Whatever the records below hold, copy it all out exactly.

Data entries:
········
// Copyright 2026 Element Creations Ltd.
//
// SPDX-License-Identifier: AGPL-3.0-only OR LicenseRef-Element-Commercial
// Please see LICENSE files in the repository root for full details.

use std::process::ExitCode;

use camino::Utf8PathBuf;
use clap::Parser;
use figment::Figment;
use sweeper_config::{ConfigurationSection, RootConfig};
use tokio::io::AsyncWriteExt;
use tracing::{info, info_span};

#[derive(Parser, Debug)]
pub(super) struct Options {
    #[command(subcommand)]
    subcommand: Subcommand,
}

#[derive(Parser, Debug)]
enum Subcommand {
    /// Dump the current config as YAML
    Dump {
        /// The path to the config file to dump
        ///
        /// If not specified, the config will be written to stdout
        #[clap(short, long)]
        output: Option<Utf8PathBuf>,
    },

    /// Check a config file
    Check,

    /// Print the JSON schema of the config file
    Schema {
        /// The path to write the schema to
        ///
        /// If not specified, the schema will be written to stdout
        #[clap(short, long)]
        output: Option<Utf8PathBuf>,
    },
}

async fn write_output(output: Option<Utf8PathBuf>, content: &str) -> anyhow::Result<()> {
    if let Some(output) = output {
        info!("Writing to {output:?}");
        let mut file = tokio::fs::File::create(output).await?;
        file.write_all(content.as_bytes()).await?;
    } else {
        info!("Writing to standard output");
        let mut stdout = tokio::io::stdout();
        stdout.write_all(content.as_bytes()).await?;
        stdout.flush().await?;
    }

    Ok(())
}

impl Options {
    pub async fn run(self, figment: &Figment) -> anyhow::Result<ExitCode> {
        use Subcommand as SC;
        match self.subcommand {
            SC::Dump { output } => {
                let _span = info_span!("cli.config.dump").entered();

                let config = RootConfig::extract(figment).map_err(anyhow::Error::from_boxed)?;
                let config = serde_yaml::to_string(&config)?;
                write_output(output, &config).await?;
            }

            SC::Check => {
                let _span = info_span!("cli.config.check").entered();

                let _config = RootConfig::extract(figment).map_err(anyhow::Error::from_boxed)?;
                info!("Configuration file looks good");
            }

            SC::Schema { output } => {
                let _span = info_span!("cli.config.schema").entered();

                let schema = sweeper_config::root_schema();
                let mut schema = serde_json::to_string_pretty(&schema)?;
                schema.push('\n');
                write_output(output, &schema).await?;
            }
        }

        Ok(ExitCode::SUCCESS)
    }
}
········
### Response to this task
// Copyright 2026 Element Creations Ltd.
//
// SPDX-License-Identifier: AGPL-3.0-only OR LicenseRef-Element-Commercial
// Please see LICENSE files in the repository root for full details.

use std::process::ExitCode;

use camino::Utf8PathBuf;
use clap::Parser;
use figment::Figment;
use sweeper_config::{ConfigurationSection, RootConfig};
use tokio::io::AsyncWriteExt;
use tracing::{info, info_span};

#[derive(Parser, Debug)]
pub(super) struct Options {
    #[command(subcommand)]
    subcommand: Subcommand,
}

#[derive(Parser, Debug)]
enum Subcommand {
    /// Dump the current config as YAML
    Dump {
        /// The path to the config file to dump
        ///
        /// If not specified, the config will be written to stdout
        #[clap(short, long)]
        output: Option<Utf8PathBuf>,
    },

    /// Check a config file
    Check,

    /// Print the JSON schema of the config file
    Schema {
        /// The path to write the schema to
        ///
        /// If not specified, the schema will be written to stdout
        #[clap(short, long)]
        output: Option<Utf8PathBuf>,
    },
}

async fn write_output(output: Option<Utf8PathBuf>, content: &str) -> anyhow::Result<()> {
    if let Some(output) = output {
        info!("Writing to {output:?}");
        let mut file = tokio::fs::File::create(output).await?;
        file.write_all(content.as_bytes()).await?;
    } else {
        info!("Writing to standard output");
        let mut stdout = tokio::io::stdout();
        stdout.write_all(content.as_bytes()).await?;
        stdout.flush().await?;
    }

    Ok(())
}

impl Options {
    pub async fn run(self, figment: &Figment) -> anyhow::Result<ExitCode> {
        use Subcommand as SC;
        match self.subcommand {
            SC::Dump { output } => {
                let _span = info_span!("cli.config.dump").entered();

                let config = RootConfig::extract(figment).map_err(anyhow::Error::from_boxed)?;
                let config = serde_yaml::to_string(&config)?;
                write_output(output, &config).await?;
            }

            SC::Check => {
                let _span = info_span!("cli.config.check").entered();

                let _config = RootConfig::extract(figment).map_err(anyhow::Error::from_boxed)?;
                info!("Configuration file looks good");
            }

            SC::Schema { output } => {
                let _span = info_span!("cli.config.schema").entered();

                let schema = sweeper_config::root_schema();
                let mut schema = serde_json::to_string_pretty(&schema)?;
                schema.push('\n');
                write_output(output, &schema).await?;
            }
        }

        Ok(ExitCode::SUCCESS)
    }
}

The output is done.